Roberto Pérez Solí[email protected]
Josefa Urrutia Pérez, la niña que inspiró ternura pero más compasión por su mirada triste y su abdomen abultado, nos dijo adiós para siempre la madrugada de ayer lunes.
A inicios de mayo la pequeña de 4 años originaria de Cubalí, una comarca en Waslala, Región Autónoma del Atlántico Norte (RAAN), llegó al Hospital La Mascota donde días después le diagnosticarían su mal: una hipertensión portal prehepática (aumento anormal de la presión sanguínea de la vena porta que conecta al hígado).
Desde entonces su lucha contra la muerte fue titánica. Los médicos del hospital junto a personas “de buen corazón”, estuvieron garantizando sus medicamentos.
Y aunque el fantasma de la muerte nunca estuvo ausente, por lo avanzado de su enfermedad, la mejoría que mostraba daba ciertas satisfacciones.
Las continuas dosis de propanolol para disminuir la presión a nivel de la vena porta y de un diurético conocido como espirinolactona, ayudaron a que su abdomen pasara de 80 a 60 centímetros de diámetro.
POR UN PARO CARDÍACO
Cuando la niña se mostró estable Eusebia Pérez, su madre, decidió regresar a su lugar de origen. Pero el sábado la humilde mujer —madre de otros cinco niños— volvió al hospital con Josefa afectada por una fuerte infección.
“Eso la hizo llegar hasta cuidados intensivos y allí hizo insuficiencia respiratoria y cardíaca que le produjo la muerte. Es el final común que tienen estos pacientes, ya cuando hay un trastorno tan severo del hígado”, explicó el doctor Milton Mejía, pediatra-gastroenterólogo, quien estuvo al frente del grupo de médicos que atendieron a la pequeña Josefa desde su ingreso al Hospital La Mascota.

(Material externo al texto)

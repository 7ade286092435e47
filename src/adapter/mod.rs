//! Wire-level surface of the engine: one "next day" invocation maps to
//! one planner call, plus reset and the KPI history. The HTTP layer
//! itself lives outside this crate; these are the types it speaks.

use std::collections::HashMap;
use std::error::Error;
use std::fmt;

use serde::{Deserialize, Serialize};

use crate::domain::types::Farm;
use crate::economics::penalty_ratio;
use crate::planner::PlanOptions;
use crate::simulation::Simulation;

/// Growth override default at this boundary; the engine's own default
/// stays at the scenario growth mean.
pub const DEFAULT_DAY_STEP_GROWTH: f64 = 0.9;

#[derive(Debug, Clone, Default, Deserialize)]
pub struct NextDayRequest {
    pub growth_rate: Option<f64>,
}

#[derive(Debug, Clone, Serialize)]
pub struct RoutePlan {
    pub truck_type: String,
    /// Hub-to-hub polyline as [lat, lon] pairs.
    pub path: Vec<[f64; 2]>,
    pub stops: Vec<String>,
    pub pigs_transported: u32,
    pub cost: f64,
}

#[derive(Debug, Clone, Serialize)]
pub struct Kpis {
    pub daily_revenue: f64,
    pub daily_cost: f64,
    pub total_pigs: u32,
}

#[derive(Debug, Clone, Copy, PartialEq, Eq, Serialize)]
#[serde(rename_all = "lowercase")]
pub enum FarmStatus {
    Growing,
    Visited,
    Empty,
}

#[derive(Debug, Clone, Serialize)]
pub struct FarmUpdate {
    pub id: String,
    pub new_weight: f64,
    pub pigs_remaining: u32,
    pub status: FarmStatus,
}

#[derive(Debug, Clone, Copy, PartialEq, Eq, Serialize)]
#[serde(rename_all = "lowercase")]
pub enum LogLevel {
    Info,
    Warning,
    Error,
}

#[derive(Debug, Clone, Serialize)]
pub struct LogEntry {
    #[serde(rename = "type")]
    pub kind: LogLevel,
    pub msg: String,
}

#[derive(Debug, Clone, Serialize)]
pub struct NextDayResponse {
    pub day_index: usize,
    pub routes: Vec<RoutePlan>,
    pub kpis: Kpis,
    pub farm_updates: Vec<FarmUpdate>,
    pub logs: Vec<LogEntry>,
}

#[derive(Debug, Clone, Serialize)]
pub struct ResetResponse {
    pub ok: bool,
}

#[derive(Debug, Clone, Serialize)]
pub struct HistoryResponse {
    pub labels: Vec<String>,
    pub profit: Vec<f64>,
    pub revenue: Vec<f64>,
    pub cost: Vec<f64>,
    pub pigs_delivered: Vec<u32>,
}

/// Precondition failures a caller can fix; everything below this layer
/// is total.
#[derive(Debug, Clone, Copy, PartialEq, Eq)]
pub enum NextDayError {
    NoTrucks,
    NoFarms,
    NoInventory,
}

impl fmt::Display for NextDayError {
    fn fmt(&self, f: &mut fmt::Formatter<'_>) -> fmt::Result {
        match self {
            NextDayError::NoTrucks => write!(f, "no trucks registered"),
            NextDayError::NoFarms => write!(f, "no farms registered"),
            NextDayError::NoInventory => write!(f, "no farm has animals available"),
        }
    }
}

impl Error for NextDayError {}

/// Advance the simulation one day and shape the outcome for the caller.
pub async fn next_day(
    sim: &mut Simulation,
    req: &NextDayRequest,
    use_api: bool,
) -> Result<NextDayResponse, NextDayError> {
    if sim.trucks.is_empty() {
        return Err(NextDayError::NoTrucks);
    }
    if sim.farms.is_empty() {
        return Err(NextDayError::NoFarms);
    }
    if sim.farms.iter().all(|f| f.inventory == 0) {
        return Err(NextDayError::NoInventory);
    }

    let opts = PlanOptions {
        silent: false,
        use_api,
        growth_mean: req.growth_rate.unwrap_or(DEFAULT_DAY_STEP_GROWTH),
    };

    let planned_day = sim.day_index;
    let log = sim.step(&opts).await;

    let hub = sim.slaughterhouse.point();
    let farms_by_id: HashMap<&str, &Farm> =
        sim.farms.iter().map(|f| (f.id.as_str(), f)).collect();

    let mut routes = vec![];
    let mut logs = vec![];
    if let Some(log) = &log {
        for (idx, trip) in log.trips.iter().enumerate() {
            let mut path = vec![[hub.lat, hub.lon]];
            for stop in &trip.stops {
                if let Some(farm) = farms_by_id.get(stop.as_str()) {
                    path.push([farm.lat, farm.lon]);
                }
            }
            path.push([hub.lat, hub.lon]);

            routes.push(RoutePlan {
                truck_type: trip.truck_class.as_str().to_string(),
                path,
                stops: trip.stops.clone(),
                pigs_transported: trip.pigs_delivered,
                cost: trip.trip_cost,
            });
            logs.push(LogEntry {
                kind: LogLevel::Info,
                msg: format!("Route {} completed ({})", idx + 1, trip.stops.join(", ")),
            });
        }
    } else {
        logs.push(LogEntry {
            kind: LogLevel::Info,
            msg: format!("Day {} is a non-working day; no routes planned", planned_day + 1),
        });
    }

    let kpis = match &log {
        Some(l) => Kpis {
            daily_revenue: l.daily_revenue(),
            daily_cost: l.daily_cost(),
            total_pigs: l.total_processed,
        },
        None => Kpis {
            daily_revenue: 0.0,
            daily_cost: 0.0,
            total_pigs: 0,
        },
    };

    let mut farm_updates = vec![];
    for farm in &sim.farms {
        let status = if farm.inventory == 0 {
            FarmStatus::Empty
        } else if farm.last_visit_day == planned_day as i64 {
            FarmStatus::Visited
        } else {
            FarmStatus::Growing
        };
        farm_updates.push(FarmUpdate {
            id: farm.id.clone(),
            new_weight: farm.avg_weight_kg,
            pigs_remaining: farm.inventory,
            status,
        });

        let ratio = penalty_ratio(farm.avg_weight_kg);
        if ratio > 0.0 {
            logs.push(LogEntry {
                kind: LogLevel::Warning,
                msg: format!(
                    "Penalty of {}% at farm {} (avg weight {:.1} kg)",
                    (ratio * 100.0).round() as u32,
                    farm.id,
                    farm.avg_weight_kg
                ),
            });
        }
    }

    Ok(NextDayResponse {
        day_index: sim.day_index,
        routes,
        kpis,
        farm_updates,
        logs,
    })
}

/// Restore the initial snapshot and rewind the day counter.
pub fn reset(sim: &mut Simulation) -> ResetResponse {
    sim.reset();
    ResetResponse { ok: true }
}

/// Per-day KPI series as parallel arrays, indexed by day.
pub fn history(sim: &Simulation) -> HistoryResponse {
    let mut response = HistoryResponse {
        labels: Vec::with_capacity(sim.history.len()),
        profit: Vec::with_capacity(sim.history.len()),
        revenue: Vec::with_capacity(sim.history.len()),
        cost: Vec::with_capacity(sim.history.len()),
        pigs_delivered: Vec::with_capacity(sim.history.len()),
    };
    for day in &sim.history {
        response.labels.push(day.label.clone());
        response.profit.push(day.profit);
        response.revenue.push(day.revenue);
        response.cost.push(day.cost);
        response.pigs_delivered.push(day.pigs_delivered);
    }
    response
}
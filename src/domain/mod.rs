pub mod scenario;
pub mod types;

pub use scenario::{FarmSpec, Scenario, TruckSpec};
pub use types::{
    DailyLog, DayKpis, Farm, FarmSummary, Point, SimulationResult, Slaughterhouse, Trip, Truck,
    TruckClass,
};
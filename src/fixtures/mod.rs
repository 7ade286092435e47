pub mod data_generator;

pub use data_generator::{generate_scenario, write_scenario};
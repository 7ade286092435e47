pub mod cost;
pub mod penalty;
pub mod revenue;

pub use cost::{trip_cost, trip_duration};
pub use penalty::penalty_ratio;
pub use revenue::batch_revenue;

“Ellos adquieren infecciones espontáneas, infecciones de los medios donde están, como son muy desnutridos cualquier contacto con algún virus los hacen adquirir las infecciones”, añadió el médico.
DE PEDIDO
Aunque Josefa murió ayer en la madrugada, fue hasta en horas de la tarde que su madre pudo trasladarla a Cubalí. El féretro lo donó la Alcaldía de Managua, mientras que la Oficina de la Primera Dama de la República garantizó los 4,000 córdobas que cuesta el traslado en vehículo.